ORDER BY    soh.SalesOrderNumber, sr.[Name];

 

(Note the use of an OUTER JOIN is required, because some orders have no reasons associated with them.)

 

But how to combine these two lists into a single query? Of course, we all know that the correct answer is: “Don’t. That’s formatting, and formatting is best handled at the front end.” It’s even incredibly easy to do this in the front end. Just open two connections to SQL Server (or get really funky and use MARS on a single connection J), send the two queries above to the server and use the standard balanced line algorithm to process the incoming rows. Easy. And the client will still have time to run some idle cycles while waiting for the next row to come in over your network.

 

But the correct answer is not always the practical one. What if the manager needs his report NOW, but there’s no one with ASP of VB skills available? In that case, I will use the database for formatting, since I happen to be better in writing SQL than in writing VB. So I will have to combine these two queries to get a single report as output.
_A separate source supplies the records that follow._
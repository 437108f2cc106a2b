pub mod app;
pub mod auth;
pub mod cli;
pub mod config;
pub mod database;
pub mod document;
pub mod error;
pub mod handlers;
pub mod middleware;
pub mod search;
pub mod services;

pub use app::{app, AppState};
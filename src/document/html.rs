// Read-only HTML rendering of a document, matching what the editor displays.

use std::fmt::Write;

use super::node::{Document, Mark, MarkKind, Node, NodeKind};
use super::validate::is_safe_href;

const LINK_REL: &str = "noopener noreferrer nofollow";

/// Render the document body as an HTML fragment.
///
/// Unknown nodes render their children; unknown marks are skipped. Links with
/// unsafe targets keep their text but lose the anchor.
pub fn to_html(doc: &Document) -> String {
    let mut out = String::new();
    render_children(doc.root(), &mut out);
    out
}

/// Escape text for element content and double-quoted attribute values
pub fn escape(text: &str) -> String {
    let mut escaped = String::with_capacity(text.len());
    for ch in text.chars() {
        match ch {
            '&' => escaped.push_str("&amp;"),
            '<' => escaped.push_str("&lt;"),
            '>' => escaped.push_str("&gt;"),
            '"' => escaped.push_str("&quot;"),
            '\'' => escaped.push_str("&#39;"),
            _ => escaped.push(ch),
        }
    }
    escaped
}

fn render_children(node: &Node, out: &mut String) {
    for child in node.children() {
        render_node(child, out);
    }
}

fn align_attr(node: &Node) -> String {
    match node.text_align() {
        Some(align) if node.kind.supports_alignment() => {
            format!(" style=\"text-align: {}\"", align.as_str())
        }
        _ => String::new(),
    }
}

fn render_node(node: &Node, out: &mut String) {
    match &node.kind {
        NodeKind::Doc => render_children(node, out),
        NodeKind::Paragraph => {
            let _ = write!(out, "<p{}>", align_attr(node));
            render_children(node, out);
            out.push_str("</p>");
        }
        NodeKind::Heading => {
            let level = node.heading_level();
            let _ = write!(out, "<h{}{}>", level, align_attr(node));
            render_children(node, out);
            let _ = write!(out, "</h{}>", level);
        }
        NodeKind::BulletList => wrap(node, "ul", out),
        NodeKind::OrderedList => {
            match node.ordered_list_start() {
                1 => out.push_str("<ol>"),
                start => {
                    let _ = write!(out, "<ol start=\"{}\">", start);
                }
            }
            render_children(node, out);
            out.push_str("</ol>");
        }
        NodeKind::ListItem => wrap(node, "li", out),
        NodeKind::Blockquote => wrap(node, "blockquote", out),
        NodeKind::CodeBlock => {
            match node.code_language() {
                Some(language) => {
                    let _ = write!(out, "<pre><code class=\"language-{}\">", escape(language));
                }
                None => out.push_str("<pre><code>"),
            }
            for child in node.children() {
                out.push_str(&escape(child.text.as_deref().unwrap_or_default()));
            }
            out.push_str("</code></pre>");
        }
        NodeKind::HardBreak => out.push_str("<br>"),
        NodeKind::HorizontalRule => out.push_str("<hr>"),
        NodeKind::Text => render_text(node, out),
        NodeKind::Other(_) => render_children(node, out),
    }
}

fn wrap(node: &Node, tag: &str, out: &mut String) {
    let _ = write!(out, "<{}>", tag);
    render_children(node, out);
    let _ = write!(out, "</{}>", tag);
}

fn render_text(node: &Node, out: &mut String) {
    let text = escape(node.text.as_deref().unwrap_or_default());
    let open: Vec<(String, &'static str)> = node.marks().iter().filter_map(mark_tags).collect();

    for (tag, _) in &open {
        out.push_str(tag);
    }
    out.push_str(&text);
    for (_, close) in open.iter().rev() {
        out.push_str(close);
    }
}

/// Opening and closing tags for a mark, `None` when it renders as nothing
fn mark_tags(mark: &Mark) -> Option<(String, &'static str)> {
    let tags = match &mark.kind {
        MarkKind::Bold => ("<strong>".to_string(), "</strong>"),
        MarkKind::Italic => ("<em>".to_string(), "</em>"),
        MarkKind::Strike => ("<s>".to_string(), "</s>"),
        MarkKind::Code => ("<code>".to_string(), "</code>"),
        MarkKind::Underline => ("<u>".to_string(), "</u>"),
        MarkKind::Superscript => ("<sup>".to_string(), "</sup>"),
        MarkKind::Subscript => ("<sub>".to_string(), "</sub>"),
        MarkKind::Link => {
            let href = mark.href().filter(|href| is_safe_href(href))?;
            (
                format!(
                    "<a target=\"_blank\" rel=\"{}\" href=\"{}\">",
                    LINK_REL,
                    escape(href.trim())
                ),
                "</a>",
            )
        }
        MarkKind::Other(_) => return None,
    };
    Some(tags)
}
And that brings me right back to the question HOW to do that.

 

A common mistake is to just combine the two queries into this single query:

 

SELECT      soh.SalesOrderNumber, sod.ProductID, sr.[Name] AS Reason

FROM        Sales.SalesOrderHeader AS soh

INNER JOIN  Sales.SalesOrderDetail AS sod

      ON    sod.SalesOrderID = soh.SalesOrderID

LEFT  JOIN  Sales.SalesOrderHeaderSalesReason AS sohsr

      ON    sohsr.SalesOrderID = soh.SalesOrderID

LEFT  JOIN  Sales.SalesReason AS sr

      ON    sr.SalesReasonID = sohsr.SalesReasonID

— For testing, use only six SalesOrders

WHERE       soh.SalesOrderID BETWEEN 51315 AND 51320

ORDER BY    soh.SalesOrderNumber, sod.ProductID, sr.[Name];

 

But that doesn’t give me the results I need. For example, SalesOrder SO51319 is listed nine times instead of three. This is actually quite logical if you think about it – there are three products included in this order and three reasons, and since I didn’t specify any additional criteria in the JOIN clause, each of the products is combined to each of the reasons for a total of 3 * 3 = 9 rows.

 

If I want to get just the three rows, I’ll have to extend the JOIN clause so as to ensure that the “first” product gets joined to the “first” reason, the “second” product to the “second” reason, etc. But how do I (or rather: how does the database) know what the “first” product and the “first” reason are? The answer is that I must supply my own definition of “first”, ”second”, etc, then write the SQL to calculate these rankings. For this example, let’s use the order of the ORDER BY clause in the queries above to assign ranks. So the lowest numbered product and the alphabetically first reason get a rank of one, etc.

 

In SQL Server 2000, calculating a rank required the use of a subquery. SQL Server 2005 introduces the cool new RANK() function that I can use instead. I’ll get straight to the code, both for SQL Server 2005 and for SQL Server 2000, with some comments below.

 

— Syntax for SQL Server 2005 only – uses the new RANK() function

SELECT      soh.SalesOrderNumber, sod.ProductID, sr.[Name] AS Reason

FROM       (SELECT     sod1.SalesOrderID, sod1.ProductID,

                       RANK() OVER (PARTITION BY sod1.SalesOrderID

                                    ORDER BY sod1.ProductID) AS Rank

            FROM       Sales.SalesOrderDetail AS sod1) AS sod

FULL  JOIN (SELECT     sohsr1.SalesOrderID, sr1.[Name],

                       RANK() OVER (PARTITION BY sohsr1.SalesOrderID

                                    ORDER BY sr1.[Name]) AS Rank

            FROM       Sales.SalesOrderHeaderSalesReason AS sohsr1

            INNER JOIN Sales.SalesReason AS sr1

                  ON   sr1.SalesReasonID = sohsr1.SalesReasonID) AS sr

      ON    sr.SalesOrderID = sod.SalesOrderID

      AND   sr.Rank = sod.Rank

INNER JOIN  Sales.SalesOrderHeader AS soh

      ON    soh.SalesOrderID = COALESCE (sod.SalesOrderID, sr.SalesOrderID)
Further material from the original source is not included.